▶ **TASK DESCRIPTION**
Repeat the entries verbatim.

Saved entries
╭──
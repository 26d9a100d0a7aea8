//! The run-forever poll loop: connect, list, dispatch, disconnect, sleep.
//!
//! `Idle → Connecting → Polling → Dispatching → Disconnecting → Sleeping`.
//! Nothing inside a pass ends the loop: configuration, connection and
//! listing failures skip the rest of the pass, and a panic is caught at
//! the pass boundary. Only the shutdown signal stops it.

use std::any::Any;
use std::panic::AssertUnwindSafe;
use std::sync::Arc;
use std::time::Duration;

use chrono::{DateTime, Utc};
use futures::FutureExt;
use tokio::sync::watch;
use tracing::{Instrument, debug, error, info, info_span, warn};
use uuid::Uuid;

use super::dispatcher::{DispatchSummary, Dispatcher};
use crate::channels::ChannelFactory;
use crate::config::{RelaySettings, Settings, SettingsSource};
use crate::error::Result;
use crate::mailbox::MailboxProvider;

/// Where the loop is in its cycle.
#[derive(Debug, Clone, Copy, PartialEq, Eq)]
pub enum PollState {
    Idle,
    Connecting,
    Polling,
    Dispatching,
    Disconnecting,
    Sleeping,
}

/// How a pass ended.
#[derive(Debug, Clone, PartialEq, Eq)]
pub enum PassOutcome {
    /// All listed messages were handled.
    Completed,
    /// Settings could not be loaded; nothing was attempted.
    ConfigFailed(String),
    /// The mailbox could not be opened; nothing was attempted.
    ConnectFailed(String),
    /// Listing unread messages failed; the session was closed.
    ListFailed(String),
    /// Listing or dispatch panicked; the session was still closed.
    Panicked(String),
}

/// Summary of one pass.
#[derive(Debug)]
pub struct PassReport {
    pub pass_id: Uuid,
    pub started_at: DateTime<Utc>,
    pub outcome: PassOutcome,
    pub unread: usize,
    pub dispatch: DispatchSummary,
}

impl PassReport {
    fn new(outcome: PassOutcome) -> Self {
        Self {
            pass_id: Uuid::new_v4(),
            started_at: Utc::now(),
            outcome,
            unread: 0,
            dispatch: DispatchSummary::default(),
        }
    }
}

/// The run-forever relay loop. Strictly sequential: one pass at a time.
pub struct PollLoop {
    settings: Arc<dyn SettingsSource>,
    provider: Arc<dyn MailboxProvider>,
    channels: Arc<dyn ChannelFactory>,
    state: PollState,
    passes: u64,
    consecutive_config_failures: u32,
    poll_interval: Duration,
}

impl PollLoop {
    pub fn new(
        settings: Arc<dyn SettingsSource>,
        provider: Arc<dyn MailboxProvider>,
        channels: Arc<dyn ChannelFactory>,
    ) -> Self {
        Self {
            settings,
            provider,
            channels,
            state: PollState::Idle,
            passes: 0,
            consecutive_config_failures: 0,
            poll_interval: RelaySettings::default().poll_interval,
        }
    }

    pub fn state(&self) -> PollState {
        self.state
    }

    /// Sleep between passes: the last successfully loaded interval.
    pub fn poll_interval(&self) -> Duration {
        self.poll_interval
    }

    pub fn passes(&self) -> u64 {
        self.passes
    }

    fn enter(&mut self, state: PollState) {
        debug!(from = ?self.state, to = ?state, "Poll state transition");
        self.state = state;
    }

    /// Run passes until `shutdown` flips to `true` (or its sender is dropped).
    pub async fn run(&mut self, mut shutdown: watch::Receiver<bool>) {
        info!("Mail relay started");

        loop {
            if *shutdown.borrow() {
                break;
            }

            let pass = AssertUnwindSafe(self.run_pass()).catch_unwind().await;
            if let Err(panic) = pass {
                let reason = panic_reason(panic.as_ref());
                error!(reason = %reason, "Pass panicked — skipping to next pass");
            }

            self.enter(PollState::Sleeping);
            let interval = self.poll_interval;
            info!("Waiting {}s before next check", interval.as_secs());

            tokio::select! {
                changed = shutdown.changed() => {
                    if changed.is_err() || *shutdown.borrow() {
                        break;
                    }
                }
                _ = tokio::time::sleep(interval) => {}
            }
            self.enter(PollState::Idle);
        }

        info!("Mail relay shutting down");
    }

    /// Run exactly one pass. Never fails; the report says how it ended.
    pub async fn run_pass(&mut self) -> PassReport {
        self.passes += 1;
        let pass_id = Uuid::new_v4();
        let started_at = Utc::now();
        let span = info_span!("pass", n = self.passes, pass_id = %pass_id);

        let mut report = self.pass_body().instrument(span).await;
        report.pass_id = pass_id;
        report.started_at = started_at;
        report
    }

    /// Load this pass's settings and build its channels.
    fn prepare(&mut self) -> Result<(Settings, Dispatcher)> {
        let settings = self.settings.load()?;
        self.poll_interval = settings.relay.poll_interval;
        info!(
            text = settings.text.is_some(),
            chat = settings.chat.is_some(),
            "Configuration loaded"
        );

        let channels = self.channels.build(&settings)?;
        let dispatcher = Dispatcher::new(channels, settings.relay.mark_retry);
        Ok((settings, dispatcher))
    }

    async fn pass_body(&mut self) -> PassReport {
        self.enter(PollState::Connecting);

        let (settings, dispatcher) = match self.prepare() {
            Ok(ready) => {
                if self.consecutive_config_failures > 0 {
                    info!(
                        after_failures = self.consecutive_config_failures,
                        "Configuration recovered"
                    );
                }
                self.consecutive_config_failures = 0;
                ready
            }
            Err(e) => {
                self.consecutive_config_failures += 1;
                error!(
                    error = %e,
                    consecutive_failures = self.consecutive_config_failures,
                    "Failed to prepare pass — skipping"
                );
                return PassReport::new(PassOutcome::ConfigFailed(e.to_string()));
            }
        };

        let mut session = match self.provider.connect(&settings.mailbox).await {
            Ok(session) => {
                info!(host = %settings.mailbox.host, "Connected to mailbox");
                session
            }
            Err(e) => {
                error!(host = %settings.mailbox.host, error = %e, "Failed to connect to mailbox");
                return PassReport::new(PassOutcome::ConnectFailed(e.to_string()));
            }
        };

        // A panic while listing or dispatching must still reach Disconnecting.
        let work = async {
            self.enter(PollState::Polling);
            match session.list_unread().await {
                Ok(ids) => {
                    info!("Found {} unread messages", ids.len());
                    self.enter(PollState::Dispatching);
                    let dispatch = dispatcher.dispatch_all(session.as_mut(), &ids).await;
                    debug!(
                        marked = dispatch.marked_count(),
                        fetch_failures = dispatch.fetch_failures.len(),
                        channels = ?dispatcher.channel_names(),
                        "Dispatch complete"
                    );
                    let mut report = PassReport::new(PassOutcome::Completed);
                    report.unread = ids.len();
                    report.dispatch = dispatch;
                    report
                }
                Err(e) => {
                    error!(error = %e, "Failed to list unread messages");
                    PassReport::new(PassOutcome::ListFailed(e.to_string()))
                }
            }
        };
        let report = match AssertUnwindSafe(work).catch_unwind().await {
            Ok(report) => report,
            Err(panic) => {
                let reason = panic_reason(panic.as_ref());
                error!(reason = %reason, "Pass panicked while dispatching — closing session");
                PassReport::new(PassOutcome::Panicked(reason))
            }
        };

        self.enter(PollState::Disconnecting);
        if let Err(e) = session.close().await {
            warn!(error = %e, "Failed to close mailbox session");
        }

        report
    }
}

fn panic_reason(panic: &(dyn Any + Send)) -> String {
    panic
        .downcast_ref::<&str>()
        .map(|s| s.to_string())
        .or_else(|| panic.downcast_ref::<String>().cloned())
        .unwrap_or_else(|| "unknown panic".to_string())
}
╰──
▶ **RESPONSE TO THIS TASK**
repository 26d9a100d0a7aea8
//! The run-forever poll loop: connect, list, dispatch, disconnect, sleep.
//!
//! `Idle → Connecting → Polling → Dispatching → Disconnecting → Sleeping`.
//! Nothing inside a pass ends the loop: configuration, connection and
//! listing failures skip the rest of the pass, and a panic is caught at
//! the pass boundary. Only the shutdown signal stops it.

use std::any::Any;
use std::panic::AssertUnwindSafe;
use std::sync::Arc;
use std::time::Duration;

use chrono::{DateTime, Utc};
use futures::FutureExt;
use tokio::sync::watch;
use tracing::{Instrument, debug, error, info, info_span, warn};
use uuid::Uuid;

use super::dispatcher::{DispatchSummary, Dispatcher};
use crate::channels::ChannelFactory;
use crate::config::{RelaySettings, Settings, SettingsSource};
use crate::error::Result;
use crate::mailbox::MailboxProvider;

/// Where the loop is in its cycle.
#[derive(Debug, Clone, Copy, PartialEq, Eq)]
pub enum PollState {
    Idle,
    Connecting,
    Polling,
    Dispatching,
    Disconnecting,
    Sleeping,
}

/// How a pass ended.
#[derive(Debug, Clone, PartialEq, Eq)]
pub enum PassOutcome {
    /// All listed messages were handled.
    Completed,
    /// Settings could not be loaded; nothing was attempted.
    ConfigFailed(String),
    /// The mailbox could not be opened; nothing was attempted.
    ConnectFailed(String),
    /// Listing unread messages failed; the session was closed.
    ListFailed(String),
    /// Listing or dispatch panicked; the session was still closed.
    Panicked(String),
}

/// Summary of one pass.
#[derive(Debug)]
pub struct PassReport {
    pub pass_id: Uuid,
    pub started_at: DateTime<Utc>,
    pub outcome: PassOutcome,
    pub unread: usize,
    pub dispatch: DispatchSummary,
}

impl PassReport {
    fn new(outcome: PassOutcome) -> Self {
        Self {
            pass_id: Uuid::new_v4(),
            started_at: Utc::now(),
            outcome,
            unread: 0,
            dispatch: DispatchSummary::default(),
        }
    }
}

/// The run-forever relay loop. Strictly sequential: one pass at a time.
pub struct PollLoop {
    settings: Arc<dyn SettingsSource>,
    provider: Arc<dyn MailboxProvider>,
    channels: Arc<dyn ChannelFactory>,
    state: PollState,
    passes: u64,
    consecutive_config_failures: u32,
    poll_interval: Duration,
}

impl PollLoop {
    pub fn new(
        settings: Arc<dyn SettingsSource>,
        provider: Arc<dyn MailboxProvider>,
        channels: Arc<dyn ChannelFactory>,
    ) -> Self {
        Self {
            settings,
            provider,
            channels,
            state: PollState::Idle,
            passes: 0,
            consecutive_config_failures: 0,
            poll_interval: RelaySettings::default().poll_interval,
        }
    }

    pub fn state(&self) -> PollState {
        self.state
    }

    /// Sleep between passes: the last successfully loaded interval.
    pub fn poll_interval(&self) -> Duration {
        self.poll_interval
    }

    pub fn passes(&self) -> u64 {
        self.passes
    }

    fn enter(&mut self, state: PollState) {
        debug!(from = ?self.state, to = ?state, "Poll state transition");
        self.state = state;
    }

    /// Run passes until `shutdown` flips to `true` (or its sender is dropped).
    pub async fn run(&mut self, mut shutdown: watch::Receiver<bool>) {
        info!("Mail relay started");

        loop {
            if *shutdown.borrow() {
                break;
            }

            let pass = AssertUnwindSafe(self.run_pass()).catch_unwind().await;
            if let Err(panic) = pass {
                let reason = panic_reason(panic.as_ref());
                error!(reason = %reason, "Pass panicked — skipping to next pass");
            }

            self.enter(PollState::Sleeping);
            let interval = self.poll_interval;
            info!("Waiting {}s before next check", interval.as_secs());

            tokio::select! {
                changed = shutdown.changed() => {
                    if changed.is_err() || *shutdown.borrow() {
                        break;
                    }
                }
                _ = tokio::time::sleep(interval) => {}
            }
            self.enter(PollState::Idle);
        }

        info!("Mail relay shutting down");
    }

    /// Run exactly one pass. Never fails; the report says how it ended.
    pub async fn run_pass(&mut self) -> PassReport {
        self.passes += 1;
        let pass_id = Uuid::new_v4();
        let started_at = Utc::now();
        let span = info_span!("pass", n = self.passes, pass_id = %pass_id);

        let mut report = self.pass_body().instrument(span).await;
        report.pass_id = pass_id;
        report.started_at = started_at;
        report
    }

    /// Load this pass's settings and build its channels.
    fn prepare(&mut self) -> Result<(Settings, Dispatcher)> {
        let settings = self.settings.load()?;
        self.poll_interval = settings.relay.poll_interval;
        info!(
            text = settings.text.is_some(),
            chat = settings.chat.is_some(),
            "Configuration loaded"
        );

        let channels = self.channels.build(&settings)?;
        let dispatcher = Dispatcher::new(channels, settings.relay.mark_retry);
        Ok((settings, dispatcher))
    }

    async fn pass_body(&mut self) -> PassReport {
        self.enter(PollState::Connecting);

        let (settings, dispatcher) = match self.prepare() {
            Ok(ready) => {
                if self.consecutive_config_failures > 0 {
                    info!(
                        after_failures = self.consecutive_config_failures,
                        "Configuration recovered"
                    );
                }
                self.consecutive_config_failures = 0;
                ready
            }
            Err(e) => {
                self.consecutive_config_failures += 1;
                error!(
                    error = %e,
                    consecutive_failures = self.consecutive_config_failures,
                    "Failed to prepare pass — skipping"
                );
                return PassReport::new(PassOutcome::ConfigFailed(e.to_string()));
            }
        };

        let mut session = match self.provider.connect(&settings.mailbox).await {
            Ok(session) => {
                info!(host = %settings.mailbox.host, "Connected to mailbox");
                session
            }
            Err(e) => {
                error!(host = %settings.mailbox.host, error = %e, "Failed to connect to mailbox");
                return PassReport::new(PassOutcome::ConnectFailed(e.to_string()));
            }
        };

        // A panic while listing or dispatching must still reach Disconnecting.
        let work = async {
            self.enter(PollState::Polling);
            match session.list_unread().await {
                Ok(ids) => {
                    info!("Found {} unread messages", ids.len());
                    self.enter(PollState::Dispatching);
                    let dispatch = dispatcher.dispatch_all(session.as_mut(), &ids).await;
                    debug!(
                        marked = dispatch.marked_count(),
                        fetch_failures = dispatch.fetch_failures.len(),
                        channels = ?dispatcher.channel_names(),
                        "Dispatch complete"
                    );
                    let mut report = PassReport::new(PassOutcome::Completed);
                    report.unread = ids.len();
                    report.dispatch = dispatch;
                    report
                }
                Err(e) => {
                    error!(error = %e, "Failed to list unread messages");
                    PassReport::new(PassOutcome::ListFailed(e.to_string()))
                }
            }
        };
        let report = match AssertUnwindSafe(work).catch_unwind().await {
            Ok(report) => report,
            Err(panic) => {
                let reason = panic_reason(panic.as_ref());
                error!(reason = %reason, "Pass panicked while dispatching — closing session");
                PassReport::new(PassOutcome::Panicked(reason))
            }
        };

        self.enter(PollState::Disconnecting);
        if let Err(e) = session.close().await {
            warn!(error = %e, "Failed to close mailbox session");
        }

        report
    }
}

fn panic_reason(panic: &(dyn Any + Send)) -> String {
    panic
        .downcast_ref::<&str>()
        .map(|s| s.to_string())
        .or_else(|| panic.downcast_ref::<String>().cloned())
        .unwrap_or_else(|| "unknown panic".to_string())
}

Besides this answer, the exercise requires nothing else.